• **YOUR OBJECTIVE**: Every line in the records below with the string "usize" needs to be copied out.
◇ ◇ ◇
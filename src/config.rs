use serde::{Deserialize, Serialize};
use std::path::PathBuf;
use std::time::Duration;

use crate::error::{AppError, Result};

#[derive(Debug, Clone, Serialize, Deserialize)]
pub struct Config {
    #[serde(default = "default_api_base_url")]
    pub api_base_url: String,

    pub api_key: Option<String>,

    #[serde(default = "default_db_path")]
    pub db_path: String,

    #[serde(default = "default_country")]
    pub country: String,

    #[serde(default = "default_language")]
    pub language: String,

    #[serde(default = "default_min_articles")]
    pub min_articles: usize,

    #[serde(default = "default_trending_count")]
    pub trending_count: usize,

    #[serde(default = "default_primary_page_size")]
    pub primary_page_size: u32,

    #[serde(default = "default_fallback_page_size")]
    pub fallback_page_size: u32,

    #[serde(default = "default_search_page_size")]
    pub search_page_size: u32,

    #[serde(default = "default_fallback_categories")]
    pub fallback_categories: Vec<String>,

    #[serde(default = "default_request_timeout")]
    pub request_timeout_secs: u64,

    pub user_id: Option<String>,
    pub user_email: Option<String>,
}

fn default_api_base_url() -> String {
    "https://newsapi.org/v2/".to_string()
}

fn default_db_path() -> String {
    let data_dir = dirs::data_dir()
        .unwrap_or_else(|| PathBuf::from("."))
        .join("newsdesk");
    std::fs::create_dir_all(&data_dir).ok();
    data_dir.join("social.db").to_string_lossy().to_string()
}

fn default_country() -> String {
    "us".to_string()
}

fn default_language() -> String {
    "en".to_string()
}

fn default_min_articles() -> usize {
    20
}

fn default_trending_count() -> usize {
    3
}

fn default_primary_page_size() -> u32 {
    100
}

fn default_fallback_page_size() -> u32 {
    50
}

fn default_search_page_size() -> u32 {
    50
}

fn default_fallback_categories() -> Vec<String> {
    [
        "general",
        "business",
        "technology",
        "sports",
        "entertainment",
        "health",
        "science",
    ]
    .iter()
    .map(|c| c.to_string())
    .collect()
}

fn default_request_timeout() -> u64 {
    30
}

impl Default for Config {
    fn default() -> Self {
        Self {
            api_base_url: default_api_base_url(),
            api_key: None,
            db_path: default_db_path(),
            country: default_country(),
            language: default_language(),
            min_articles: default_min_articles(),
            trending_count: default_trending_count(),
            primary_page_size: default_primary_page_size(),
            fallback_page_size: default_fallback_page_size(),
            search_page_size: default_search_page_size(),
            fallback_categories: default_fallback_categories(),
            request_timeout_secs: default_request_timeout(),
            user_id: None,
            user_email: None,
        }
    }
}

impl Config {
    /// Parse config from a TOML string
    pub fn from_str(content: &str) -> Result<Self> {
        let config: Config = toml::from_str(content)?;
        config.validate()?;
        Ok(config)
    }

    /// Serialize config to a TOML string
    pub fn to_string(&self) -> Result<String> {
        toml::to_string_pretty(self).map_err(|e| AppError::Config(e.to_string()))
    }

    pub fn load() -> Result<Self> {
        let config_path = Self::config_path();

        let mut config = if config_path.exists() {
            let content = std::fs::read_to_string(&config_path)?;
            Self::from_str(&content)?
        } else {
            let config = Config::default();
            config.save()?;
            config
        };

        // Environment variables override config file values
        if let Ok(key) = std::env::var("NEWSAPI_KEY") {
            config.api_key = Some(key);
        }
        if let Ok(uid) = std::env::var("NEWSDESK_USER") {
            config.user_id = Some(uid);
        }
        if let Ok(email) = std::env::var("NEWSDESK_EMAIL") {
            config.user_email = Some(email);
        }

        Ok(config)
    }

    pub fn save(&self) -> Result<()> {
        let config_path = Self::config_path();
        if let Some(parent) = config_path.parent() {
            std::fs::create_dir_all(parent)?;
        }
        std::fs::write(config_path, self.to_string()?)?;
        Ok(())
    }

    pub fn config_path() -> PathBuf {
        dirs::config_dir()
            .unwrap_or_else(|| PathBuf::from("."))
            .join("newsdesk")
            .join("config.toml")
    }

    pub fn request_timeout(&self) -> Duration {
        Duration::from_secs(self.request_timeout_secs)
    }

    fn validate(&self) -> Result<()> {
        if self.trending_count > self.min_articles {
            return Err(AppError::Config(format!(
                "trending_count ({}) cannot exceed min_articles ({})",
                self.trending_count, self.min_articles
            )));
        }
        url::Url::parse(&self.api_base_url)
            .map_err(|e| AppError::Config(format!("api_base_url: {}", e)))?;
        Ok(())
    }
}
◇ ◇ ◇
• **ANSWER SPACE**:
    pub min_articles: usize,
    pub trending_count: usize,
fn default_min_articles() -> usize {
fn default_trending_count() -> usize {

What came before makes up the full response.